(Activity) Count the lines in the data below that have "Ordering" in them, and reply with only that number.

(Exercise input)
--------------------------------

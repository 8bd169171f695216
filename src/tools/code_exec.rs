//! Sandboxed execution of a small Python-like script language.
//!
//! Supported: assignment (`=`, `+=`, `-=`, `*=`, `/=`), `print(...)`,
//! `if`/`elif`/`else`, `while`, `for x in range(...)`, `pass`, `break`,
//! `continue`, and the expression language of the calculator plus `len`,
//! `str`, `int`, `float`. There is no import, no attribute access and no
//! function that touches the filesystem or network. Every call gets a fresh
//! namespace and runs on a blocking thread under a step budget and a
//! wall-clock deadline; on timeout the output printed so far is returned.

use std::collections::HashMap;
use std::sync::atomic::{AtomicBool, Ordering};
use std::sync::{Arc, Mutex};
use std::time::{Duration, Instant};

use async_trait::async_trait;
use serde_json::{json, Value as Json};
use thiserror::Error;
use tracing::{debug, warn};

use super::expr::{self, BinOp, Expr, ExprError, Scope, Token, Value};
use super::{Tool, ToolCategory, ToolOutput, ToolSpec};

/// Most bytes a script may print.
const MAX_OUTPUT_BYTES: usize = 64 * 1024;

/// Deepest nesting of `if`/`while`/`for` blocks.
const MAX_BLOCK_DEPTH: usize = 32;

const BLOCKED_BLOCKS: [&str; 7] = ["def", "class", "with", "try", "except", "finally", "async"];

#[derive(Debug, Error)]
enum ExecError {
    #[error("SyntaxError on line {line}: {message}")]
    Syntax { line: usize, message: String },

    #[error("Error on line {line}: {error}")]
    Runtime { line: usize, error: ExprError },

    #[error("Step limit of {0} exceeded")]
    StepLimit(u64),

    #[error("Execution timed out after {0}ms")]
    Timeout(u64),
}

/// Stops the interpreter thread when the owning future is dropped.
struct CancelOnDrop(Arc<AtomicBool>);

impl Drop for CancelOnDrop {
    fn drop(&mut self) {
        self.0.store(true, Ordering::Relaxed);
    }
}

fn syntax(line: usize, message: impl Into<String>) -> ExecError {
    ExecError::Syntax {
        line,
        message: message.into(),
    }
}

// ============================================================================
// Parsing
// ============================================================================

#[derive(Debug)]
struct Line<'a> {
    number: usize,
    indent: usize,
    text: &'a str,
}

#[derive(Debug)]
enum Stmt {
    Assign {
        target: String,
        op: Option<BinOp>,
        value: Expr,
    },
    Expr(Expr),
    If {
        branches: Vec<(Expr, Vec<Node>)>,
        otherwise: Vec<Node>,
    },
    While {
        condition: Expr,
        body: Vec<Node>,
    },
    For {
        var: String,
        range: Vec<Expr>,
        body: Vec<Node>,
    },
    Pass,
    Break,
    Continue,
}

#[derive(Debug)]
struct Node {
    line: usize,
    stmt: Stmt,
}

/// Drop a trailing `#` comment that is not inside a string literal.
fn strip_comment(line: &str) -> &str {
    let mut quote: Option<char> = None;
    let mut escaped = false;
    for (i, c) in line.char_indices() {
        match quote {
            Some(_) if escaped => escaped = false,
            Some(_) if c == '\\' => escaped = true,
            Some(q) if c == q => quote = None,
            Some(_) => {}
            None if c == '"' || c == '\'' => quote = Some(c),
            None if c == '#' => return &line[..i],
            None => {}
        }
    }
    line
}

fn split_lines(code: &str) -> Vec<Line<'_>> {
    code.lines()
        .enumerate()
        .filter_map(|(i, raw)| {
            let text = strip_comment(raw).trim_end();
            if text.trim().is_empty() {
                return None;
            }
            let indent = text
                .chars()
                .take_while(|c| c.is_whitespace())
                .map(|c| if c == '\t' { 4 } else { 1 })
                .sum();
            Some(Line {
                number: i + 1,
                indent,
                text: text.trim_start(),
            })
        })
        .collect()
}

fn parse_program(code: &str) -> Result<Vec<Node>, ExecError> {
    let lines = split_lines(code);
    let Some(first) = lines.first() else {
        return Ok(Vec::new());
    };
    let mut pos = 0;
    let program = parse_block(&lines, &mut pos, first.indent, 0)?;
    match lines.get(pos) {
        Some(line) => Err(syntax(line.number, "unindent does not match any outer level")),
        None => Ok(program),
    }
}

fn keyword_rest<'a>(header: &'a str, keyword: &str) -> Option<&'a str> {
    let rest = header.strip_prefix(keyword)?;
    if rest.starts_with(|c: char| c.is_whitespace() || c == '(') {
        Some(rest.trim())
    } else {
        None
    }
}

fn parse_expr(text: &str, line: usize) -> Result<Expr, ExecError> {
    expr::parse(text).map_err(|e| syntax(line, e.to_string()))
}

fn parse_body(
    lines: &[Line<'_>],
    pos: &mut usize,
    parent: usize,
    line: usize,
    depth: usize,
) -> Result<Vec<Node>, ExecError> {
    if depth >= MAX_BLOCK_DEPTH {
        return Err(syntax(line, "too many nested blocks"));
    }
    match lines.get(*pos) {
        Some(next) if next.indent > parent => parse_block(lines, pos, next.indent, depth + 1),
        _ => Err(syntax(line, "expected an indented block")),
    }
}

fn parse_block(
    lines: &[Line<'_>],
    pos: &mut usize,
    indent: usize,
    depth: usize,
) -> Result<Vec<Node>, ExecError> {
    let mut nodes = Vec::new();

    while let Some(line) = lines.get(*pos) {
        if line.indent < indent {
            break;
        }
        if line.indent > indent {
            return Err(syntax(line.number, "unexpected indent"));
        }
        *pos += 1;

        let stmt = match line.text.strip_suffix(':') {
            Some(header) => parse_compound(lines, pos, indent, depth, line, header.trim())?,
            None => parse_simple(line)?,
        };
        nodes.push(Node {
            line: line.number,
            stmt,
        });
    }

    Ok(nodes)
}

--------------------------------

(Exercise output) 2